Acknowledgment: This project is inspired by and based on the EHANG 184, a pioneering autonomous aerial vehicle developed by EHANG, a leading company in passenger drones and urban air mobility solutions. Full credit goes to EHANG for the original design concept; this 3D model is intended solely for educational, experimental, and non-commercial purposes.

Important Note: The main chassis has been intentionally left unthickened, and locking mechanisms have not been designed. This allows users the flexibility to modify, reinforce, or adapt the drone to their specific needs. Beginners and intermediate users are encouraged to explore, iterate, and apply their own design improvements. To help with this, I have provided accompanying YouTube tutorials sharing the tips, tricks, and techniques used to design this drone in Fusion 360.

Component Overview and Functions:

. Propellers (EHANG 184 PROPELLER .stl): Designed for aerodynamic efficiency and precise fit on the rotor hubs. Users can customize size, pitch, or blade shape to experiment with flight dynamics.

. Navigation Lights (EHANG 184 NAVIGATION LIGHT.stl): Provides visual orientation cues. Fully customizable in size, position, or design for aesthetic or functional purposes.

. Motor Mounting Hubs (Front & Rear) (EHANG 184 MOTOR MOUNTING HUB.stl): Securely hold the front and rear motors in place. Users can adjust hub dimensions, add reinforcements, or integrate new motor types.

. Main Seat & Support (EHANG 184 MAIN SEAT & MAIN SEAT SUPPORT.stl): Represents the cockpit seating area. The support ensures proper placement; users can adjust scale, add textures, or design alternative seating arrangements.

. Main Door & Components (EHANG 184 MAIN DOOR, DOOR HANDLE, DOOR GLASS, DOOR CABINET.stl): Accurately modeled cockpit door assembly. Users can design locking mechanisms, hinges, or alter panel thicknesses for functional or aesthetic purposes. Below is the screenshot of the door please.

. Main Chassis & Supports (EHANG 184 MAIN CHASSIS & MAIN CHASSIS SUPPORT.stl): Core structural frame.

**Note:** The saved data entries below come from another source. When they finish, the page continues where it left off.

impl LifecycleMain {
    /// Hooks into `app` and serves the privileged `lifecycle` channel on `ipc`.
    pub fn new(app: Arc<dyn AppHost>, ipc: IpcServer, config: LifecycleConfig) -> Arc<Self> {
        let main = Arc::new(Self {
            app,
            ipc,
            config,
            phase: PhaseGate::new(),
            state: Mutex::new(ShutdownState::default()),
            app_listeners: DisposableStore::new(),
            on_before_shutdown: Emitter::new(),
            on_will_shutdown: Emitter::new(),
            on_before_close_window: Emitter::new(),
        });
        main.listen_to_app();
        main.ipc.register_channel(
            LIFECYCLE_CHANNEL,
            Arc::new(MainChannel {
                main: Arc::downgrade(&main),
            }),
        );
        main
    }

    fn listen_to_app(self: &Arc<Self>) {
        let weak = Arc::downgrade(self);
        self.app_listeners.add(self.app.on_before_quit().subscribe(move |_| {
            if let Some(main) = weak.upgrade() {
                main.before_quit();
            }
        }));

        let weak = Arc::downgrade(self);
        self.app_listeners.add(self.app.on_window_all_closed().subscribe(move |_| {
            if let Some(main) = weak.upgrade() {
                main.window_all_closed();
            }
        }));

        let weak = Arc::downgrade(self);
        self.app_listeners
            .add(self.app.on_will_quit().once().subscribe(move |event: &Preventable| {
                if let Some(main) = weak.upgrade() {
                    event.prevent_default();
                    main.will_quit();
                }
            }));
    }

    fn before_quit(&self) {
        let window_count = {
            let mut state = self.state.lock();
            if state.quit_requested {
                return;
            }
            state.quit_requested = true;
            state.window_count
        };

        tracing::info!(target: "splithost::lifecycle", window_count, "before-quit");
        self.on_before_shutdown.emit(&());

        // Nothing left to veto when the app runs windowless.
        if self.config.platform.keeps_running_without_windows() && window_count == 0 {
            let _ = self.will_shutdown(ShutdownReason::Quit);
        }
    }

    fn window_all_closed(&self) {
        let quit_requested = self.state.lock().quit_requested;
        if quit_requested || !self.config.platform.keeps_running_without_windows() {
            tracing::debug!(target: "splithost::lifecycle", "all windows closed; quitting");
            self.app.quit();
        }
    }

    fn will_quit(self: &Arc<Self>) {
        tracing::debug!(target: "splithost::lifecycle", "will-quit deferred until shutdown joins settle");
        let shutdown = self.will_shutdown(ShutdownReason::Quit);
        let this = Arc::clone(self);
        tokio::spawn(async move {
            shutdown.await;
            this.resolve_pending_quit(false);
            this.app_listeners.dispose();
            this.app.quit();
        });
    }

    /// Fires `on_will_shutdown` once and awaits every registered joiner.
    ///
    /// Later calls (for any reason) return the in-flight future.
    pub fn will_shutdown(&self, reason: ShutdownReason) -> PendingShutdown {
        let (joiners_tx, joiners_rx) = oneshot::channel::<Vec<(String, Joiner)>>();
        let shutdown = {
            let mut state = self.state.lock();
            if let Some(pending) = &state.pending_will_shutdown {
                return pending.clone();
            }
            let shutdown: PendingShutdown = async move {
                let joiners = joiners_rx.await.unwrap_or_default();
                join_all(joiners, PendingIds::default()).await;
            }
            .boxed()
            .shared();
            state.pending_will_shutdown = Some(shutdown.clone());
            shutdown
        };

        tracing::info!(target: "splithost::lifecycle", ?reason, "will-shutdown");
        let event = WillShutdownEvent::new(reason);
        self.on_will_shutdown.emit(&event);
        let joiners = event.take_joiners();
        tracing::debug!(target: "splithost::lifecycle", joiners = joiners.len(), "awaiting shutdown joiners");
        let _ = joiners_tx.send(joiners);

        tokio::spawn(shutdown.clone());
        shutdown
    }

    /// Tracks `target`: its close requests go through [`unload`](Self::unload)
    /// and its `closed` signal counts towards shutdown.
    pub fn register_target(self: &Arc<Self>, target: Arc<dyn UiTarget>) {
        let id = target.id();
        let listeners = DisposableStore::new();

        let weak = Arc::downgrade(self);
        let weak_target = Arc::downgrade(&target);
        listeners.add(target.on_close_requested().subscribe(move |event: &Preventable| {
            if let (Some(main), Some(target)) = (weak.upgrade(), weak_target.upgrade()) {
                main.close_requested(&target, event);
            }
        }));

        let weak = Arc::downgrade(self);
        listeners.add(target.on_closed().once().subscribe(move |_| {
            if let Some(main) = weak.upgrade() {
                main.closed(id);
            }
        }));

        let previous = {
            let mut state = self.state.lock();
            let previous = state.targets.insert(id, TargetEntry { target, listeners });
            if previous.is_none() {
                state.window_count += 1;
            }
            previous
        };
        if let Some(previous) = previous {
            previous.listeners.dispose();
        }
        tracing::debug!(target: "splithost::lifecycle", target_id = %id, "target registered");
    }

    fn close_requested(self: &Arc<Self>, target: &Arc<dyn UiTarget>, event: &Preventable) {
        let id = target.id();
        if self.state.lock().close_confirmed.remove(&id) {
            tracing::debug!(target: "splithost::lifecycle", target_id = %id, "close confirmed");
            return;
        }

        event.prevent_default();
        let unload = self.unload(target, UnloadReason::Close);
        let this = Arc::clone(self);
        let target = Arc::clone(target);
        tokio::spawn(async move {
            if unload.await {
                this.state.lock().close_confirmed.remove(&id);
                return;
            }
            this.state.lock().close_confirmed.insert(id);
            this.on_before_close_window.emit(&id);
            target.close();
        });
    }

    fn closed(&self, id: TargetId) {
        let (entry, remaining, quit_requested) = {
            let mut state = self.state.lock();
            let entry = state.targets.remove(&id);
            if entry.is_some() {
                state.window_count = state.window_count.saturating_sub(1);
            }
            state.close_confirmed.remove(&id);
            (entry, state.window_count, state.quit_requested)
        };
        let Some(entry) = entry else {
            return;
        };
        entry.listeners.dispose();
        tracing::debug!(target: "splithost::lifecycle", target_id = %id, remaining, "target closed");

        if remaining == 0 && (quit_requested || !self.config.platform.keeps_running_without_windows()) {
            let _ = self.will_shutdown(ShutdownReason::Quit);
        }
    }

    /// Asks the target's participant whether it may unload.
    ///
    /// While an unload for the same target is in flight, returns that one.
    pub fn unload(self: &Arc<Self>, target: &Arc<dyn UiTarget>, reason: UnloadReason) -> PendingVeto {
        let id = target.id();
        let mut state = self.state.lock();
        if let Some(pending) = state.pending_unload.get(&id) {
            return pending.clone();
        }

        let this = Arc::clone(self);
        let target = Arc::clone(target);
        let unload: PendingVeto = async move {
            let veto = this.do_unload(target.as_ref(), reason).await;
            this.state.lock().pending_unload.remove(&id);
            veto
        }
        .boxed()
        .shared();
        state.pending_unload.insert(id, unload.clone());
        drop(state);

        tokio::spawn(unload.clone());
        unload
    }

    async fn do_unload(&self, target: &dyn UiTarget, reason: UnloadReason) -> bool {
        if target.is_destroyed() {
            return false;
        }
        let reason = if self.state.lock().quit_requested {
            UnloadReason::Quit
        } else {
            reason
        };

        let id = target.id();
        let participant = self.participant(target.connection_id());
        let veto = match participant
            .call_as::<bool, _>(LifecycleCommand::HandleBeforeShutdown.as_str(), reason)
            .await
        {
            Ok(veto) => veto,
            Err(err) => {
                tracing::debug!(
                    target: "splithost::lifecycle",
                    target_id = %id,
                    label = err.as_label(),
                    "participant unreachable; unload not vetoed"
                );
                false
            }
        };

        if veto {
            tracing::info!(target: "splithost::lifecycle", target_id = %id, ?reason, "unload vetoed");
            self.handle_unload_veto();
            return true;
        }

        if let Err(err) = participant
            .call(LifecycleCommand::HandleWillShutdown.as_str(), reason)
            .await
        {
            tracing::debug!(
                target: "splithost::lifecycle",
                target_id = %id,
                label = err.as_label(),
                "will-shutdown not acknowledged"
            );
        }
        false
    }

    fn participant(&self, ctx: ConnectionId) -> RoutedChannel {
        self.ipc.get_channel(LIFECYCLE_CHANNEL, move |candidate| candidate == ctx)
    }

    fn handle_unload_veto(&self) {
        let pending = {
            let mut state = self.state.lock();
            state.quit_requested = false;
            state.will_restart = false;
            state.pending_quit.take()
        };
        if let Some(pending) = pending {
            let _ = pending.resolve.send(true);
        }
    }

    fn resolve_pending_quit(&self, veto: bool) {
        let pending = self.state.lock().pending_quit.take();
        if let Some(pending) = pending {
            let _ = pending.resolve.send(veto);
        }
    }

    /// Starts the native quit sequence; resolves `true` if it got vetoed.
    ///
    /// While a quit is pending, returns that one.
    pub fn quit(&self, will_restart: bool) -> PendingVeto {
        let quit = {
            let mut state = self.state.lock();
            if let Some(pending) = &state.pending_quit {
                return pending.future.clone();
            }
            state.will_restart |= will_restart;
            let (tx, rx) = oneshot::channel();
            let future: PendingVeto = async move { rx.await.unwrap_or(false) }.boxed().shared();
            state.pending_quit = Some(PendingQuit {
                future: future.clone(),
                resolve: tx,
            });
            future
        };

        tracing::info!(target: "splithost::lifecycle", will_restart, "quit requested");
        self.app.quit();
        quit
    }

    /// Quits and, unless vetoed, relaunches with adjusted arguments.
    ///
    /// Returns the veto.
    pub async fn relaunch(&self, options: RelaunchOptions) -> bool {
        let mut args: Vec<String> = self.app.args().into_iter().skip(1).collect();
        args.extend(options.add_args);
        for arg in &options.remove_args {
            if let Some(pos) = args.iter().position(|a| a == arg) {
                args.remove(pos);
            }
        }

        let app = Arc::clone(&self.app);
        let restore_dir = match self.config.platform {
            Platform::Windows => self.config.startup_dir.clone(),
            _ => None,
        };
        let relauncher = self.app.on_quit().once().subscribe(move |_| {
            if let Some(dir) = &restore_dir {
                if let Err(err) = std::env::set_current_dir(dir) {
                    tracing::warn!(target: "splithost::lifecycle", error = %err, "could not restore working directory");
                }
            }
            app.relaunch(args.clone());
        });

        let veto = self.quit(true).await;
        if veto {
            relauncher.dispose();
        }
        veto
    }

    /// Forced exit: joins shutdown participants and destroys every target,
    /// each within its deadline, then exits with `code`.
    pub async fn kill(&self, code: i32) {
        tracing::info!(target: "splithost::lifecycle", code, "kill requested");

        let joins = self.will_shutdown(ShutdownReason::Kill);
        if tokio::time::timeout(self.config.kill_join_timeout, joins).await.is_err() {
            tracing::warn!(target: "splithost::lifecycle", "shutdown joiners still pending at kill deadline");
        }

        let targets: Vec<Arc<dyn UiTarget>> = self
            .state
            .lock()
            .targets
            .values()
            .map(|entry| Arc::clone(&entry.target))
            .collect();
        let destroyed = futures::future::join_all(targets.into_iter().filter(|t| !t.is_destroyed()).map(|target| {
            let closed = target.on_closed().next();
            target.destroy();
            closed
        }));
        if tokio::time::timeout(self.config.kill_destroy_timeout, destroyed).await.is_err() {
            tracing::warn!(target: "splithost::lifecycle", "targets not confirmed destroyed at kill deadline");
        }

        self.app.exit(code);
    }

    /// Unloads `target` for a reload and reloads it unless vetoed.
    pub async fn reload(self: &Arc<Self>, target: &Arc<dyn UiTarget>) -> bool {
        let veto = self.unload(target, UnloadReason::Reload).await;
        if !veto {
            target.reload();
        }
        veto
    }

    /// True between `before-quit` and a veto.
    pub fn quit_requested(&self) -> bool {
        self.state.lock().quit_requested
    }

    /// True while a quit requested with `will_restart` has not been vetoed.
    pub fn is_restarting(&self) -> bool {
        self.state.lock().will_restart
    }

    /// Registered targets not yet closed.
    pub fn window_count(&self) -> usize {
        self.state.lock().window_count
    }

    /// Phase in effect.
    pub fn phase(&self) -> LifecyclePhase {
        self.phase.phase()
    }

    /// Advances the phase; going backwards fails.
    pub fn set_phase(&self, phase: LifecyclePhase) -> Result<(), LifecycleError> {
        self.phase.set(phase)
    }

    /// Resolves once the phase is at or past `phase`.
    pub async fn when(&self, phase: LifecyclePhase) {
        self.phase.when(phase).await;
    }

    /// Fired once when quitting starts.
    pub fn on_before_shutdown(&self) -> Event<()> {
        self.on_before_shutdown.event()
    }

    /// Fired once when shutdown is certain; listeners may join.
    pub fn on_will_shutdown(&self) -> Event<WillShutdownEvent<ShutdownReason>> {
        self.on_will_shutdown.event()
    }

    /// Fired right before a target that was not vetoed closes.
    pub fn on_before_close_window(&self) -> Event<TargetId> {
        self.on_before_close_window.event()
    }
}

Left unthickened to allow users to reinforce or modify as needed for weight, material choice, or integration of electronics. Below is the image of the main chassis. Please carefully observe it.

. Cockpit Booth & Cabinet (EHANG 184 MAIN BOOTH, BOOTH CABINET, BOOTH LID, BOOTH HANDLE.stl): Interior cockpit detailing. Users can expand or customize the cabin, add instrument panels, or create alternate layouts.

. Landing Gears & Mounts (EHANG 184 LANDING GEARS, LANDING GEAR MOUNTS.stl): Provides stable landing support. Users can redesign geometry, add suspension, or integrate alternative landing mechanisms.

. Base Mounts (EHANG 184 BASE MOUNTER & BASE MOUNT LEFT/RIGHT.stl): Support the main chassis and connect other structural components. Fully open for dimensional adjustments or integration with other systems. Have a look at it below please

. Anti-Collision Light Guard (EHANG 184 ANTI COLLISION LIGHT GUARD.stl): Protects lights while maintaining visibility. Users can modify for aesthetic styling or functional enhancements.

. Logo & Logo Plate (EHANG 184 LOGO & LOGO PLATE.stl): Branding elements that can be repositioned, resized, or replaced with custom logos.

Integration Component (EHANG 184 TO BE COMBINED WITH THE MAIN CHASSIS.stl): Designed to interface with the main chassis, providing alignment and structural support. Fully open to modification for custom assemblies.

Tips on the Assembly with Supported Screenshots

Although, i recommend everyone to download the full assembly STEP file i have uploaded but let me show you few tips on how to assemble the project with some few screenshots so you fully understand the assembly process please. Let us begin with the base mount (the suspension part). Below is the image of it please

Let us break the first image (screenshot) into the following:

. The Base Mount Assembly (the suspension) is splitted into 2 parts - the right side which contains the right-side landing gear and the right-side arms (both the front arm and the rear arm). The left side which also contains the left - side landing gear and the left - side arms (both the front arm and the rear arm). So, the two are combined with some structures overlapping them in the middle. Look at the image carefully, and you would see those structures that i am talking about please. They are deep black in color with some mounting holes in them.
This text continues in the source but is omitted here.